Music / live soundtrack
Review: Arcadia (live), Bristol Beacon@St George’s
To the strains of Jerusalem a vintage BBC voice intoned: “there’s nowhere else like it on Earth”. That soundbite cropped up many times on the soundtrack of Arcadia, Paul Wright’s fast-paced collage of archive film clips exploring the British people’s relationship to their land. The first time you heard it the phrase rankled, suggesting some kind of exceptionalism, but as the film’s hectic narrative unwound from pagan ritual to rave’s tribalism it became clear it simply meant how peculiar the whole business had always been. And with COP 27 under way in Egypt any message of our essential need for a respectful relationship with the land at our feet could not have felt more relevant.

Arcadia: Adrian Utley (guitar), Ross Hughes (conductor) (Photo: Tony Benjamin)
This isn’t meant to be a film review, excellent though the movie was, because this screening had a live musical soundtrack provided by a 9-piece ensemble led by Will Gregory and Adrian Utley, the score’s composers. Their original recording had been an eclectic collage of musical styles and instrumentation, matching the films unsettling flow of contrasting ideas. It seemed implausible that so compact a group of musicians could replicate it in real time but it was evident from very early on that they could – and would – as jaunty bucolic folk themes darkened with sinister electronic undertones and rich string harmonies ushered in Moroder-style synth pulses.

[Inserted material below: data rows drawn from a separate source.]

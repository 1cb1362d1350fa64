//! Critic-level behavior: blind-leak rejection, strict-JSON repair, and the
//! insufficient-anchors refusal.

mod common;

use std::sync::Arc;

use common::{fixture_kg, judge_json, ScriptedGateway};
use storyforge::config::Config;
use storyforge::error::{CancelFlag, EngineError};
use storyforge::gateway::Attribution;
use storyforge::review::{
    build_story_card, guard_outgoing_prompt, AnchorSummary, AnchoredCritic, BlindJudge,
    CoachReviewer, ReviewIndex, TauSource, TauTable,
};
use storyforge::story::Story;

fn tau() -> TauTable {
    TauTable {
        tau_methodology: 1.0,
        tau_novelty: 1.0,
        tau_storyteller: 1.0,
        source: TauSource::Config,
    }
}

fn story() -> Story {
    Story {
        title: "Adaptive Inference Scheduling".into(),
        abstract_text: "We schedule computation adaptively.".into(),
        problem_framing: "Reframe efficiency as adaptive scheduling".into(),
        gap_pattern: "Static budgets miss input structure".into(),
        solution: "A learned controller".into(),
        method_skeleton: "Build controller; Train policy; Distill".into(),
        innovation_claims: vec!["Transform budgets into learned schedules".into()],
        experiments_plan: "Three benchmarks with ablations".into(),
    }
}

#[tokio::test]
async fn critic_reviews_all_roles_and_audits_anchors() {
    let gateway = Arc::new(ScriptedGateway::default());
    let strong = judge_json(&[
        ("better", "medium"),
        ("better", "medium"),
        ("tie", "medium"),
        ("worse", "medium"),
        ("better", "medium"),
    ]);
    for role in ["Methodology", "Novelty", "Storyteller"] {
        gateway.push_judge(role, strong.clone());
    }

    let kg = fixture_kg();
    let chat: Arc<dyn storyforge::gateway::ChatGateway> = gateway.clone();
    let critic = AnchoredCritic::new(
        kg.clone(),
        Arc::new(ReviewIndex::build(&kg)),
        BlindJudge::new(chat.clone(), "mock-judge", None),
        CoachReviewer::new(chat, "mock-chat"),
        tau(),
    );

    let pattern = kg.pattern_by_id("pat_1").unwrap().clone();
    let result = critic
        .review(
            &story(),
            &pattern,
            &Config::default(),
            &CancelFlag::new(),
            Attribution::new("test"),
        )
        .await
        .expect("critic runs");

    assert_eq!(result.reviews.len(), 3);
    // Anchor aliases are score-ascending: A1 is the weakest anchor.
    assert_eq!(result.audit.anchors.len(), 5);
    assert_eq!(result.audit.anchors[0].anchor_id, "A1");
    assert!(result.audit.anchors[0].score10 < result.audit.anchors[4].score10);
    // Audit carries the pass thresholds.
    let pass = result.audit.pass.as_ref().unwrap();
    assert_eq!(pass.q50, Some(7.0));
    assert_eq!(pass.q75, Some(8.0));
    assert!(result.pass);
    // Every role score stays inside the defined range.
    for review in &result.reviews {
        assert!((1.0..=10.0).contains(&review.score));
    }
    // Coach ran and attached priorities to feedback.
    assert!(result.coach.is_some());
    assert!(result.reviews[0].feedback.contains("CoachPriority"));
}

#[tokio::test]
async fn strict_json_bubbles_after_repair_budget() {
    let gateway = Arc::new(ScriptedGateway::default());
    for role in ["Methodology", "Novelty", "Storyteller"] {
        gateway.push_judge(role, "not json at all");
    }

    let kg = fixture_kg();
    let chat: Arc<dyn storyforge::gateway::ChatGateway> = gateway.clone();
    let critic = AnchoredCritic::new(
        kg.clone(),
        Arc::new(ReviewIndex::build(&kg)),
        BlindJudge::new(chat.clone(), "mock-judge", None),
        CoachReviewer::new(chat, "mock-chat"),
        tau(),
    );

    let pattern = kg.pattern_by_id("pat_1").unwrap().clone();
    let err = critic
        .review(
            &story(),
            &pattern,
            &Config::default(),
            &CancelFlag::new(),
            Attribution::new("test"),
        )
        .await
        .expect_err("strict json must fail");
    assert!(matches!(err, EngineError::InvalidOutput { .. }));
}

#[tokio::test]
async fn lenient_json_downgrades_to_neutral_ties() {
    let gateway = Arc::new(ScriptedGateway::default());
    for role in ["Methodology", "Novelty", "Storyteller"] {
        gateway.push_judge(role, "not json at all");
    }

    let kg = fixture_kg();
    let chat: Arc<dyn storyforge::gateway::ChatGateway> = gateway.clone();
    let critic = AnchoredCritic::new(
        kg.clone(),
        Arc::new(ReviewIndex::build(&kg)),
        BlindJudge::new(chat.clone(), "mock-judge", None),
        CoachReviewer::new(chat, "mock-chat"),
        tau(),
    );

    let mut cfg = Config::default();
    cfg.critic_strict_json = false;

    let pattern = kg.pattern_by_id("pat_1").unwrap().clone();
    let result = critic
        .review(
            &story(),
            &pattern,
            &cfg,
            &CancelFlag::new(),
            Attribution::new("test"),
        )
        .await
        .expect("lenient mode keeps going");

    // All-tie comparisons land every role on the anchor quasi-median.
    for review in &result.reviews {
        assert!((review.score - 7.0).abs() < 0.1, "{}", review.score);
    }
    assert!(!result.pass);
}

#[tokio::test]
async fn insufficient_anchors_refuse_scoring() {
    let gateway = Arc::new(ScriptedGateway::default());
    let kg = fixture_kg();
    let chat: Arc<dyn storyforge::gateway::ChatGateway> = gateway.clone();
    let critic = AnchoredCritic::new(
        kg.clone(),
        Arc::new(ReviewIndex::build(&kg)),
        BlindJudge::new(chat.clone(), "mock-judge", None),
        CoachReviewer::new(chat, "mock-chat"),
        tau(),
    );

    // pat_2 has no papers, and its domain widening also needs review stats —
    // give it a domain with none.
    let mut pattern = kg.pattern_by_id("pat_2").unwrap().clone();
    pattern.domain = "dom_without_papers".to_string();

    let err = critic
        .review(
            &story(),
            &pattern,
            &Config::default(),
            &CancelFlag::new(),
            Attribution::new("test"),
        )
        .await
        .expect_err("no anchors anywhere");
    assert!(matches!(err, EngineError::Config(_)));
    assert!(err.to_string().contains("insufficient anchors"));
    // No judge call may have happened.
    assert!(gateway.call_kinds().iter().all(|k| !k.starts_with("judge")));
}

// =============================================================================
// Blind-leak fuzzing (spec scenario: injected anchor fields must be caught
// before transmission)
// =============================================================================

#[test]
fn leak_guard_rejects_injected_anchor_fields() {
    let anchors = vec![AnchorSummary {
        anchor_id: "A1".into(),
        paper_id: "paper_1234".into(),
        score10: 7.0,
        weight: 1.0,
    }];
    let titles = vec!["Adaptive Retrieval Under Distribution Shift".to_string()];

    let clean = "Compare the story card against anchor card A1 on the rubric.";
    assert!(guard_outgoing_prompt(clean, &anchors, &titles).is_ok());

    let injections = [
        "... paper_id=paper_1234 ...".to_string(),
        "see paper_1234 for details".to_string(),
        "this is rated 9/10 easily".to_string(),
        "the committee would accept this".to_string(),
        "a high score overall".to_string(),
        "resembles Adaptive Retrieval Under Distribution Shift".to_string(),
        // A fragment of the title, 8+ chars, embedded mid-sentence.
        "echoes of retrieval under something".to_string(),
    ];
    for injected in &injections {
        let prompt = format!("{clean}\n{injected}");
        assert!(
            guard_outgoing_prompt(&prompt, &anchors, &titles).is_err(),
            "injection not caught: {injected}"
        );
    }
}

#[test]
fn story_card_never_carries_identifiers() {
    let mut s = story();
    s.title = "A Very Identifiable Title String".into();
    let card = build_story_card(&s);
    let rendered = card.render();
    assert!(!rendered.contains("Identifiable"));
    assert!(!rendered.to_lowercase().contains("title"));
}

Arcadia: Lisa Knapp (vocal), Drew Morgan (cello), Will Gregory (keyboards/vocal). (Photo: Tony Benjamin)
Being shrouded in darkness obscured which of the various multi-instrumentalists was playing at any one time, though Adrian Utley’s moment of acoustic guitar clarity ushering in Lisa Knapp’s spellbinding rendition of the folk song Lowlands was one high point (albeit soon displaced by a burst of glam rock). At times ethereal choral waves swept through over rich orchestrations and it was often hard to believe there were only nine players on the stage. A shimmering sound like a theremin rose above: was it electronics or opera singer Victoria Oruwari’s remarkable voice? Full credit must be given to the sound engineer for gathering such disparities into something balanced and whole.
is needed now More than ever

Arcadia (Photo: Tony Benjamin)
Tasked with replicating the original score musical director Ross Hughes had apparently been faithful to it but it’s doubtful anyone not on stage would have been able to tell. What mattered was that it all worked, sound and image combining into something entirely consistent with itself to convey the film director’s original intentions. It was often hard to concentrate on the music alone as it was so impeccably interwoven with the film itself, yet the added sense of urgency of a live performance certainly intensified the whole experience in a very special way. It was a fine achievement, and if at times it may have seemed a quixotic project to those involved this memorable evening had more than justified their creative efforts.